» Task description:
Copy all of the records word for word.

+---+

use thiserror::Error;

#[derive(Debug, Error)]
pub enum Error {
    /// Bad time bounds or a non-positive slot interval.
    #[error("Invalid operating window: {0}")]
    InvalidWindow(String),

    /// A room count that is not a positive integer.
    #[error("Invalid capacity: room count must be >= 1, got {0}")]
    InvalidCapacity(i64),

    /// Inverted or otherwise unusable date range.
    #[error("Invalid date range: {0}")]
    InvalidRange(String),

    #[error("Could not normalize input value: {0}")]
    InvalidInput(String),

    #[error("Unknown facility: {0}")]
    UnknownFacility(String),

    #[error("File not found or could not be read: {0}")]
    IoError(#[from] std::io::Error),

    #[error("Failed to parse scheduling snapshot JSON: {0}")]
    DeserializationError(#[from] serde_json::Error),

    #[error("Failed to write CSV report: {0}")]
    CsvError(#[from] csv::Error),

    #[error("Failed to build internal domain model: {0}")]
    ModelConstructionError(String),
}

pub type Result<T> = std::result::Result<T, Error>;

+---+

» Exercise solution:
use thiserror::Error;

#[derive(Debug, Error)]
pub enum Error {
    /// Bad time bounds or a non-positive slot interval.
    #[error("Invalid operating window: {0}")]
    InvalidWindow(String),

    /// A room count that is not a positive integer.
    #[error("Invalid capacity: room count must be >= 1, got {0}")]
    InvalidCapacity(i64),

    /// Inverted or otherwise unusable date range.
    #[error("Invalid date range: {0}")]
    InvalidRange(String),

    #[error("Could not normalize input value: {0}")]
    InvalidInput(String),

    #[error("Unknown facility: {0}")]
    UnknownFacility(String),

    #[error("File not found or could not be read: {0}")]
    IoError(#[from] std::io::Error),

    #[error("Failed to parse scheduling snapshot JSON: {0}")]
    DeserializationError(#[from] serde_json::Error),

    #[error("Failed to write CSV report: {0}")]
    CsvError(#[from] csv::Error),

    #[error("Failed to build internal domain model: {0}")]
    ModelConstructionError(String),
}

pub type Result<T> = std::result::Result<T, Error>;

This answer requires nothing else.